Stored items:
--
use crate::error::{Error, Result};
use crate::scpi::Scpi;
use crate::validate::{check_in_set, check_range_i64};

use super::super::common::Source;
use super::check_source_level;

const SCL:&str        = ":TRIGger:IIC:SCL";
const SDA:&str        = ":TRIGger:IIC:SDA";
const WHEN:&str       = ":TRIGger:IIC:WHEN";
const DIRECTION:&str  = ":TRIGger:IIC:DIRection";
const AWIDTH:&str     = ":TRIGger:IIC:AWIDth";
const ADDRESS:&str    = ":TRIGger:IIC:ADDRess";
const DATA:&str       = ":TRIGger:IIC:DATA";
const CLOCK_LEVEL:&str = ":TRIGger:IIC:CLEVel";
const DATA_LEVEL:&str = ":TRIGger:IIC:DLEVel";

pub const ADDRESS_WIDTHS:[f64; 3] = [7.0, 8.0, 10.0];
/// Up to five data bytes.
pub const MAX_DATA:i64 = (1 << 40) - 1;

mnemonic! {
	pub enum I2cWhen {
		Start       => ("STARt", "STAR", "start"),
		Restart     => ("RESTart", "REST", "restart"),
		Stop        => ("STOP", "STOP", "stop"),
		Nack        => ("NACKnowledge", "NACK", "missing acknowledge"),
		Address     => ("ADDRess", "ADDR", "address"),
		Data        => ("DATA", "DATA", "data"),
		AddressData => ("ADATa", "ADAT", "address and data"),
	}
}

mnemonic! {
	pub enum I2cDirection {
		Read      => ("READ", "READ", "read"),
		Write     => ("WRITe", "WRIT", "write"),
		ReadWrite => ("RWRite", "RWR", "read or write"),
	}
}

pub struct I2c<'a> {
	scpi: &'a mut Scpi,
}

impl<'a> I2c<'a> {

	pub(crate) fn new(scpi:&'a mut Scpi) -> Self { Self{ scpi } }

	pub fn set_clock_source(&mut self, source:Source) -> Result<()> { self.scpi.set_mnemonic(SCL, source) }
	pub fn clock_source(&mut self) -> Result<Source>                { self.scpi.query_mnemonic(SCL) }

	pub fn set_data_source(&mut self, source:Source) -> Result<()> { self.scpi.set_mnemonic(SDA, source) }
	pub fn data_source(&mut self) -> Result<Source>                { self.scpi.query_mnemonic(SDA) }

	pub fn set_when(&mut self, when:I2cWhen) -> Result<()> { self.scpi.set_mnemonic(WHEN, when) }
	pub fn when(&mut self) -> Result<I2cWhen>              { self.scpi.query_mnemonic(WHEN) }

	pub fn set_direction(&mut self, d:I2cDirection) -> Result<()> { self.scpi.set_mnemonic(DIRECTION, d) }
	pub fn direction(&mut self) -> Result<I2cDirection>           { self.scpi.query_mnemonic(DIRECTION) }

	pub fn set_address_width(&mut self, bits:u8) -> Result<()> {
		check_in_set("address width", bits as f64, &ADDRESS_WIDTHS, "")?;
		self.scpi.set_i64(AWIDTH, bits as i64)
	}

	pub fn address_width(&mut self) -> Result<u8> {
		let bits:u8 = self.scpi.query_int_in(AWIDTH, 7, 10)?;
		if !ADDRESS_WIDTHS.contains(&(bits as f64)) {
			return Err(Error::unexpected(":TRIGger:IIC:AWIDth?", &bits.to_string()));
		}
		Ok(bits)
	}

	pub fn set_address(&mut self, address:u16) -> Result<()> {
		let width = self.address_width()?;
		check_range_i64("address", address as i64, 0, (1i64 << width) - 1)?;
		self.scpi.set_i64(ADDRESS, address as i64)
	}

	pub fn address(&mut self) -> Result<u16> { self.scpi.query_int(ADDRESS) }

	pub fn set_data(&mut self, data:u64) -> Result<()> {
		check_range_i64("data", data.min(i64::MAX as u64) as i64, 0, MAX_DATA)?;
		self.scpi.set_i64(DATA, data as i64)
	}

	pub fn data(&mut self) -> Result<u64> { self.scpi.query_int(DATA) }

	pub fn set_clock_level(&mut self, level:f64) -> Result<()> {
		check_source_level(self.scpi, SCL, level)?;
		self.scpi.set_f64(CLOCK_LEVEL, level)
	}

	pub fn clock_level(&mut self) -> Result<f64> { self.scpi.query_f64(CLOCK_LEVEL) }

	pub fn set_data_level(&mut self, level:f64) -> Result<()> {
		check_source_level(self.scpi, SDA, level)?;
		self.scpi.set_f64(DATA_LEVEL, level)
	}

	pub fn data_level(&mut self) -> Result<f64> { self.scpi.query_f64(DATA_LEVEL) }

}

#[cfg(test)]
mod tests {
	use super::*;
	use crate::config::Config;
	use crate::transport::MockTransport;

	#[test]
	fn address_follows_width() {
		let mock = MockTransport::new();
		let mut scpi = Scpi::new(Box::new(mock.clone()), Config::default());
		assert!(I2c::new(&mut scpi).set_address_width(9).is_err());
		I2c::new(&mut scpi).set_address_width(7).unwrap();
		assert!(I2c::new(&mut scpi).set_address(0x80).is_err());
		I2c::new(&mut scpi).set_address(0x7f).unwrap();
		assert_eq!(mock.last_sent().as_deref(), Some(":TRIGger:IIC:ADDRess 127"));
	}

	#[test]
	fn data_spans_five_bytes() {
		let mock = MockTransport::new();
		let mut scpi = Scpi::new(Box::new(mock.clone()), Config::default());
		I2c::new(&mut scpi).set_data(0xff_ffff_ffff).unwrap();
		assert!(I2c::new(&mut scpi).set_data(1 << 40).is_err());
	}

	#[test]
	fn odd_address_width_reply_is_an_error() {
		let mock = MockTransport::new();
		mock.reply(AWIDTH, "64");
		let mut scpi = Scpi::new(Box::new(mock.clone()), Config::default());
		assert!(matches!(I2c::new(&mut scpi).set_address(1), Err(Error::UnexpectedReply{ .. })));
		mock.reply(AWIDTH, "9");
		assert!(matches!(I2c::new(&mut scpi).address_width(), Err(Error::UnexpectedReply{ .. })));
		assert!(mock.sent().iter().all(|c| c.contains('?')));
	}
}
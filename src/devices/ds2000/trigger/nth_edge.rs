use crate::error::Result;
use crate::scpi::Scpi;
use crate::validate::check_range_i64;

use super::super::common::{Slope, Source};
use super::{check_source_level, set_time};

const SOURCE:&str = ":TRIGger:NEDGe:SOURce";
const SLOPE:&str  = ":TRIGger:NEDGe:SLOPe";
const IDLE:&str   = ":TRIGger:NEDGe:IDLE";
const EDGE:&str   = ":TRIGger:NEDGe:EDGE";
const LEVEL:&str  = ":TRIGger:NEDGe:LEVel";

pub const MIN_IDLE:f64 = 16e-9;
pub const MAX_IDLE:f64 = 4.0;
pub const MAX_EDGES:i64 = 65535;

/// Triggers on the Nth edge after an idle period.
pub struct NthEdge<'a> {
	scpi: &'a mut Scpi,
}

impl<'a> NthEdge<'a> {

	pub(crate) fn new(scpi:&'a mut Scpi) -> Self { Self{ scpi } }

	pub fn set_source(&mut self, source:Source) -> Result<()> { self.scpi.set_mnemonic(SOURCE, source) }
	pub fn source(&mut self) -> Result<Source>                { self.scpi.query_mnemonic(SOURCE) }

	pub fn set_slope(&mut self, slope:Slope) -> Result<()> { self.scpi.set_mnemonic(SLOPE, slope) }
	pub fn slope(&mut self) -> Result<Slope>               { self.scpi.query_mnemonic(SLOPE) }

	pub fn set_idle(&mut self, time:f64) -> Result<()> { set_time(self.scpi, IDLE, "idle time", time, MIN_IDLE, MAX_IDLE) }
	pub fn idle(&mut self) -> Result<f64>              { self.scpi.query_f64(IDLE) }

	pub fn set_edge(&mut self, count:u32) -> Result<()> {
		check_range_i64("edge", count as i64, 1, MAX_EDGES)?;
		self.scpi.set_i64(EDGE, count as i64)
	}

	pub fn edge(&mut self) -> Result<u32> { self.scpi.query_int(EDGE) }

	pub fn set_level(&mut self, level:f64) -> Result<()> {
		check_source_level(self.scpi, SOURCE, level)?;
		self.scpi.set_f64(LEVEL, level)
	}

	pub fn level(&mut self) -> Result<f64> { self.scpi.query_f64(LEVEL) }

}
impl<'a> ParallelBus<'a> {

	fn path(&self, leaf:&str) -> String { format!(":BUS{}:PARallel:{}", self.n, leaf) }

	pub fn set_clock(&mut self, c:ClockSource) -> Result<()> { let p = self.path("CLK"); self.scpi.set_mnemonic(&p, c) }
	pub fn clock(&mut self) -> Result<ClockSource>           { let p = self.path("CLK"); self.scpi.query_mnemonic(&p) }

	pub fn set_slope(&mut self, s:ClockSlope) -> Result<()> { let p = self.path("SLOPe"); self.scpi.set_mnemonic(&p, s) }
	pub fn slope(&mut self) -> Result<ClockSlope>           { let p = self.path("SLOPe"); self.scpi.query_mnemonic(&p) }

	/// Channel of each data bit, bit 0 first. Sets the bus width at the same time.
	pub fn set_bits(&mut self, bits:&[Source]) -> Result<()> {
		check_range_i64("bits", bits.len() as i64, 1, MAX_PARALLEL_BITS as i64)?;
		let list:Vec<&str> = bits.iter().map(|b| b.command_token()).collect();
		let p = self.path("BSET");
		self.scpi.write(&format!("{} {}", p, list.join(",")))
	}

	pub fn bits(&mut self) -> Result<Vec<Source>> {
		let p = self.path("BSET");
		let reply = self.scpi.query_str(&p)?;
		reply.split(',')
			.map(|b| Source::from_reply(b).ok_or_else(|| Error::unexpected(&format!("{}?", p), &reply)))
			.collect()
	}

	pub fn set_threshold(&mut self, source:Source, volts:f64) -> Result<()> {
		let n = source.number();
		let scale = self.scpi.query_f64(&format!(":CHANnel{}:SCALe", n))?;
		let offset = self.scpi.query_f64(&format!(":CHANnel{}:OFFSet", n))?;
		check_level(volts, scale, offset)?;
		let p = self.path("THReshold");
		self.scpi.write(&format!("{} {},{}", p, source.command_token(), crate::scpi::format_f64(volts)))
	}

	pub fn threshold(&mut self, source:Source) -> Result<f64> {
		let cmd = format!("{}? {}", self.path("THReshold"), source.command_token());
		let reply = self.scpi.ask(&cmd)?;
		parse_f64(&reply).ok_or_else(|| Error::unexpected(&cmd, &reply))
	}

	pub fn set_offset(&mut self, offset:i32) -> Result<()> { let p = self.path("OFFSet"); set_offset(self.scpi, &p, offset) }
	pub fn offset(&mut self) -> Result<i32>               { let p = self.path("OFFSet"); self.scpi.query_int(&p) }

}

pub struct Rs232Bus<'a> {
	scpi: &'a mut Scpi,
	n: u8,
}

impl<'a> Rs232Bus<'a> {

	fn path(&self, leaf:&str) -> String { format!(":BUS{}:RS232:{}", self.n, leaf) }

	pub fn set_tx(&mut self, s:ClockSource) -> Result<()> { let p = self.path("TX"); self.scpi.set_mnemonic(&p, s) }
	pub fn tx(&mut self) -> Result<ClockSource>           { let p = self.path("TX"); self.scpi.query_mnemonic(&p) }

	pub fn set_rx(&mut self, s:ClockSource) -> Result<()> { let p = self.path("RX"); self.scpi.set_mnemonic(&p, s) }
	pub fn rx(&mut self) -> Result<ClockSource>           { let p = self.path("RX"); self.scpi.query_mnemonic(&p) }

	pub fn set_polarity(&mut self, pol:LinePolarity) -> Result<()> { let p = self.path("POLarity"); self.scpi.set_mnemonic(&p, pol) }
	pub fn polarity(&mut self) -> Result<LinePolarity>             { let p = self.path("POLarity"); self.scpi.query_mnemonic(&p) }

	pub fn set_endian(&mut self, e:Endian) -> Result<()> { let p = self.path("ENDian"); self.scpi.set_mnemonic(&p, e) }
	pub fn endian(&mut self) -> Result<Endian>           { let p = self.path("ENDian"); self.scpi.query_mnemonic(&p) }

	/// Preset rates go to `BAUD`, anything else to the user rate.
	pub fn set_baud(&mut self, rate:u32) -> Result<()> {
		if PRESET_BAUDS.contains(&rate) {
			let p = self.path("BAUD");
			return self.scpi.set_i64(&p, rate as i64);
		}
		check_range_i64("baud", rate as i64, MIN_USER_BAUD as i64, MAX_USER_BAUD as i64)?;
		let p = self.path("BUSer");
		self.scpi.set_i64(&p, rate as i64)
	}

	pub fn baud(&mut self) -> Result<Baud> {
		let p = self.path("BAUD");
		let reply = self.scpi.query_str(&p)?;
		if reply.trim().eq_ignore_ascii_case("USER") {
			let user = self.path("BUSer");
			return self.scpi.query_int(&user).map(Baud::User);
		}
		crate::scpi::parse_i64(&reply)
			.map(|r| Baud::Preset(r as u32))
			.ok_or_else(|| Error::unexpected(&format!("{}?", p), &reply))
	}

	pub fn set_data_bits(&mut self, bits:u8) -> Result<()> {
		check_range_i64("data bits", bits as i64, 5, 9)?;
		let p = self.path("DBITs");
		self.scpi.set_i64(&p, bits as i64)
	}

	pub fn data_bits(&mut self) -> Result<u8> { let p = self.path("DBITs"); self.scpi.query_int(&p) }

	pub fn set_stop_bits(&mut self, s:StopBits) -> Result<()> { let p = self.path("SBITs"); self.scpi.set_mnemonic(&p, s) }

	pub fn stop_bits(&mut self) -> Result<StopBits> {
		let p = self.path("SBITs");
		let reply = self.scpi.query_str(&p)?;
		// Some firmware answers in scientific notation
		let bits = parse_f64(&reply).and_then(|v| match (v * 2.0).round() as i64 {
			2 => Some(StopBits::One),
			3 => Some(StopBits::OneHalf),
			4 => Some(StopBits::Two),
			_ => None,
		});
		bits.ok_or_else(|| Error::unexpected(&format!("{}?", p), &reply))
	}

	pub fn set_parity(&mut self, par:Parity) -> Result<()> { let p = self.path("PARity"); self.scpi.set_mnemonic(&p, par) }
	pub fn parity(&mut self) -> Result<Parity>             { let p = self.path("PARity"); self.scpi.query_mnemonic(&p) }

	pub fn set_packet(&mut self, on:bool) -> Result<()> { let p = self.path("PACKet"); self.scpi.set_bool(&p, on) }
	pub fn packet(&mut self) -> Result<bool>           { let p = self.path("PACKet"); self.scpi.query_bool(&p) }

	pub fn set_packet_end(&mut self, e:PacketEnd) -> Result<()> { let p = self.path("PEND"); self.scpi.set_mnemonic(&p, e) }
	pub fn packet_end(&mut self) -> Result<PacketEnd>           { let p = self.path("PEND"); self.scpi.query_mnemonic(&p) }

	pub fn set_tx_threshold(&mut self, volts:f64) -> Result<()> {
		let (source, p) = (self.path("TX"), self.path("TTHReshold"));
		set_threshold(self.scpi, &source, &p, volts)
	}

	pub fn tx_threshold(&mut self) -> Result<f64> { let p = self.path("TTHReshold"); self.scpi.query_f64(&p) }

	pub fn set_rx_threshold(&mut self, volts:f64) -> Result<()> {
		let (source, p) = (self.path("RX"), self.path("RTHReshold"));
		set_threshold(self.scpi, &source, &p, volts)
	}

	pub fn rx_threshold(&mut self) -> Result<f64> { let p = self.path("RTHReshold"); self.scpi.query_f64(&p) }

	pub fn set_offset(&mut self, offset:i32) -> Result<()> { let p = self.path("OFFSet"); set_offset(self.scpi, &p, offset) }
	pub fn offset(&mut self) -> Result<i32>               { let p = self.path("OFFSet"); self.scpi.query_int(&p) }

}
--
→ Required work: Nothing but the lines from the one containing "pub fn set_parity(&mut" through the last line of the data above should be set down, word for word.

→ Result of the task:
	pub fn set_parity(&mut self, par:Parity) -> Result<()> { let p = self.path("PARity"); self.scpi.set_mnemonic(&p, par) }
	pub fn parity(&mut self) -> Result<Parity>             { let p = self.path("PARity"); self.scpi.query_mnemonic(&p) }

	pub fn set_packet(&mut self, on:bool) -> Result<()> { let p = self.path("PACKet"); self.scpi.set_bool(&p, on) }
	pub fn packet(&mut self) -> Result<bool>           { let p = self.path("PACKet"); self.scpi.query_bool(&p) }

	pub fn set_packet_end(&mut self, e:PacketEnd) -> Result<()> { let p = self.path("PEND"); self.scpi.set_mnemonic(&p, e) }
	pub fn packet_end(&mut self) -> Result<PacketEnd>           { let p = self.path("PEND"); self.scpi.query_mnemonic(&p) }

	pub fn set_tx_threshold(&mut self, volts:f64) -> Result<()> {
		let (source, p) = (self.path("TX"), self.path("TTHReshold"));
		set_threshold(self.scpi, &source, &p, volts)
	}

	pub fn tx_threshold(&mut self) -> Result<f64> { let p = self.path("TTHReshold"); self.scpi.query_f64(&p) }

	pub fn set_rx_threshold(&mut self, volts:f64) -> Result<()> {
		let (source, p) = (self.path("RX"), self.path("RTHReshold"));
		set_threshold(self.scpi, &source, &p, volts)
	}

	pub fn rx_threshold(&mut self) -> Result<f64> { let p = self.path("RTHReshold"); self.scpi.query_f64(&p) }

	pub fn set_offset(&mut self, offset:i32) -> Result<()> { let p = self.path("OFFSet"); set_offset(self.scpi, &p, offset) }
	pub fn offset(&mut self) -> Result<i32>               { let p = self.path("OFFSet"); self.scpi.query_int(&p) }

}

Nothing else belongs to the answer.